Furthermore, the latter
question is not terribly relevant, and addressing that question
diverts attention from more important issues.
Huh? Not terribly relevant? Any spec that forces weak cryptography should
be rejected out of hand.
I agree, of course, and I'd be surprised if there were any significant
support for a spec that did support weak cryptography. That's why
I didn't think the question was relevant.
I understand now that you were asking whether your clarification
of this in the latest draft was adequate.
The questions to ask are more on the order of:
a. Will the protocol do what it claims to do?
(e.g. does it really provide assurances of authentication and/or
Good question, and I say the answer is yes on both. No one has said otherwise.
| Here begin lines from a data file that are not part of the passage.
//! Tests for Table
//!
//! These tests verify:
//! - Directory creation and entry listing
//! - Binding to existing / missing entries
//! - select() filtering and limits
//! - Two-phase table drop

use std::fs;

use jsondb::config::Config;
use jsondb::{JsonDbError, SelectOptions, Store, Table};
use serde_json::json;
use tempfile::TempDir;

// =============================================================================
// Helper Functions
// =============================================================================

fn setup_temp_table(name: &str) -> (TempDir, Store, Table) {
    let temp_dir = TempDir::new().unwrap();
    let config = Config::builder().root(temp_dir.path()).build();
    let store = Store::open(config).unwrap();
    let table = store.table(name).unwrap();
    (temp_dir, store, table)
}

fn insert(table: &Table, doc: serde_json::Value) -> String {
    let entry = table.create_entry().unwrap();
    entry.overwrite(doc).unwrap();
    entry.id().to_string()
}

// =============================================================================
// Directory / Listing Tests
// =============================================================================

#[test]
fn test_table_creates_directory() {
    let (_temp, store, table) = setup_temp_table("users");

    assert!(table.root().is_dir());
    assert_eq!(table.root(), store.root().join("users"));
    assert_eq!(table.name(), "users");
}

#[test]
fn test_new_table_is_empty() {
    let (_temp, _store, table) = setup_temp_table("users");

    let entries = table.entries().unwrap();

    assert_eq!(entries.count(), 0);
    assert!(entries.is_empty());
}

#[test]
fn test_entries_match_json_files_on_disk() {
    let (_temp, _store, table) = setup_temp_table("users");

    let mut ids = vec![
        insert(&table, json!({"n": 1})),
        insert(&table, json!({"n": 2})),
        insert(&table, json!({"n": 3})),
    ];
    // Files written behind the store's back are still entries
    fs::write(table.root().join("manual.json"), "{}").unwrap();
    ids.push("manual".to_string());
    // Dot-prefixed json files are entries too
    fs::write(table.root().join(".hidden.json"), "{}").unwrap();
    ids.push(".hidden".to_string());
    // Non-json files and directories are not
    fs::write(table.root().join("notes.txt"), "ignored").unwrap();
    fs::create_dir(table.root().join("nested.json")).unwrap();

    let mut on_disk: Vec<String> = table
        .entries()
        .unwrap()
        .ids()
        .into_iter()
        .map(String::from)
        .collect();
    on_disk.sort();
    ids.sort();

    assert_eq!(on_disk, ids);
}

#[test]
fn test_dot_prefixed_entry_is_listed_and_bindable() {
    let (_temp, _store, table) = setup_temp_table("users");
    fs::write(table.root().join(".hidden.json"), r#"{"name": "h"}"#).unwrap();

    let bound = table.entry(".hidden").unwrap();
    let matched = table
        .select(|doc| doc.get("name") == Some(&json!("h")), SelectOptions::default())
        .unwrap();

    assert_eq!(table.entries().unwrap().ids(), vec![".hidden"]);
    assert_eq!(table.count().unwrap(), 1);
    assert_eq!(matched.items(), &[bound]);
}

#[test]
fn test_entries_are_ordered_by_id() {
    let (_temp, _store, table) = setup_temp_table("users");

    for _ in 0..5 {
        insert(&table, json!({}));
    }

    let ids = table.entries().unwrap().ids().into_iter().map(String::from).collect::<Vec<_>>();
    let mut sorted = ids.clone();
    sorted.sort();

    assert_eq!(ids, sorted);
}

#[test]
fn test_entries_recomputed_each_call() {
    let (_temp, _store, table) = setup_temp_table("users");

    let before = table.entries().unwrap();
    insert(&table, json!({"n": 1}));
    let after = table.entries().unwrap();

    assert_eq!(before.count(), 0);
    assert_eq!(after.count(), 1);
}

#[test]
fn test_count_and_contains() {
    let (_temp, _store, table) = setup_temp_table("users");

    let id = insert(&table, json!({}));

    assert_eq!(table.count().unwrap(), 1);
    assert!(table.contains(&id));
    assert!(!table.contains("missing"));
    assert!(!table.contains("../users"));
}

// =============================================================================
// entry() Tests
// =============================================================================

#[test]
fn test_entry_binds_existing() {
    let (_temp, _store, table) = setup_temp_table("users");
    let id = insert(&table, json!({"name": "a"}));

    let entry = table.entry(&id).unwrap();

    assert_eq!(entry.id(), id);
    assert_eq!(entry.data().unwrap()["name"], "a");
}

#[test]
fn test_entry_missing_is_not_found() {
    let (_temp, _store, table) = setup_temp_table("users");

    let result = table.entry("does-not-exist");

    assert!(matches!(result, Err(JsonDbError::NotFound(_))));
}

#[test]
fn test_entry_rejects_path_like_ids() {
    let (_temp, _store, table) = setup_temp_table("users");

    for id in ["", "..", "../other", "a/b"] {
        assert!(
            matches!(table.entry(id), Err(JsonDbError::Validation(_))),
            "id {:?} should be rejected",
            id
        );
    }
}

#[test]
fn test_create_entry_writes_empty_document() {
    let (_temp, _store, table) = setup_temp_table("users");

    let entry = table.create_entry().unwrap();

    assert!(entry.path().is_file());
    assert!(entry.data().unwrap().is_empty());
}

#[test]
fn test_create_entry_allocates_unique_ids() {
    let (_temp, _store, table) = setup_temp_table("users");

    let a = table.create_entry().unwrap();
    let b = table.create_entry().unwrap();

    assert_ne!(a.id(), b.id());
    assert_eq!(table.count().unwrap(), 2);
}

// =============================================================================
// select() Tests
// =============================================================================

#[test]
fn test_select_filters_by_document() {
    let (_temp, _store, table) = setup_temp_table("users");
    insert(&table, json!({"name": "a"}));
    let b = insert(&table, json!({"name": "b"}));
    insert(&table, json!({"name": "c"}));

    let matched = table
        .select(|doc| doc["name"] == "b", SelectOptions::default())
        .unwrap();

    assert_eq!(matched.count(), 1);
    assert_eq!(matched.at(0).unwrap().id(), b);
}

#[test]
fn test_select_applies_limit() {
    let (_temp, _store, table) = setup_temp_table("queue");
    for n in 0..10 {
        insert(&table, json!({"n": n, "kind": "job"}));
    }

    let all = table
        .select(|doc| doc["kind"] == "job", SelectOptions::default())
        .unwrap();
    let limited = table
        .select(|doc| doc["kind"] == "job", SelectOptions::limit(3))
        .unwrap();

    assert_eq!(all.count(), 10);
    assert_eq!(limited.count(), 3);
    assert_eq!(limited.ids(), all.ids()[..3].to_vec());
}

#[test]
fn test_select_limit_zero_is_empty() {
    let (_temp, _store, table) = setup_temp_table("queue");
    insert(&table, json!({}));

    let matched = table.select(|_| true, SelectOptions::limit(0)).unwrap();

    assert!(matched.is_empty());
}

#[test]
fn test_select_propagates_read_errors() {
    let (_temp, _store, table) = setup_temp_table("users");
    fs::write(table.root().join("broken.json"), "{ not json").unwrap();

    let result = table.select(|_| true, SelectOptions::default());

    assert!(matches!(result, Err(JsonDbError::Serialization(_))));
}

// =============================================================================
// drop() Tests
// =============================================================================

#[test]
fn test_drop_confirm_removes_table() {
    let (_temp, _store, table) = setup_temp_table("users");
    insert(&table, json!({"name": "a"}));
    insert(&table, json!({"name": "b"}));

    let dropped = table.drop().confirm().unwrap();

    assert_eq!(dropped.name(), "users");
    assert!(!table.root().exists());
    assert_eq!(table.entries().unwrap().count(), 0);
}

#[test]
fn test_drop_cancel_keeps_table() {
    let (_temp, _store, table) = setup_temp_table("users");
    let id = insert(&table, json!({"name": "a"}));

    let kept = table.drop().cancel();

    assert_eq!(kept.root(), table.root());
    assert!(table.root().is_dir());
    assert!(table.contains(&id));
}

#[test]
fn test_drop_confirm_twice_is_not_found() {
    let (_temp, _store, table) = setup_temp_table("users");

    table.drop().confirm().unwrap();
    let second = table.drop().confirm();

    assert!(matches!(second, Err(JsonDbError::NotFound(_))));
}

#[test]
fn test_create_entry_after_drop_recreates_directory() {
    let (_temp, _store, table) = setup_temp_table("users");
    table.drop().confirm().unwrap();

    let entry = table.create_entry().unwrap();

    assert!(table.root().is_dir());
    assert_eq!(table.entries().unwrap().ids(), vec![entry.id()]);
}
I disagree. If the standard claims to provide a certain degree of
privacy and authentication, but doesn't mandate that implementations
use cryptographic algorithms and key lengths sufficient to ensure
that degree of privacy or authentication, the standard has failed
to make good on its claims.
b. Will it provide adequate security for general-purpose use?
(and if not, what is the intended scope of use, and is that
scope sufficiently broad to warrant Internet standards-track
Another good question, and again I say yes. The only time that weak
encryption is mandated is if all of the following conditions are met; in
any other case, strong encryption can be used.
If an implementation can fail to implement encryption of adequate
strength for general-purpose use and still claim to conform to the
standard, the standard isn't providing adequate security.
In the current draft, the only required encryption algorithm is
the "FOO" algorithm with a key size of 40 bits. This is inadequate
for general purpose use.
Even with a longer key, I'd have to question whether the FOO
algorithm has received sufficient public review to make it the
only "MUST support" algorithm in the standard.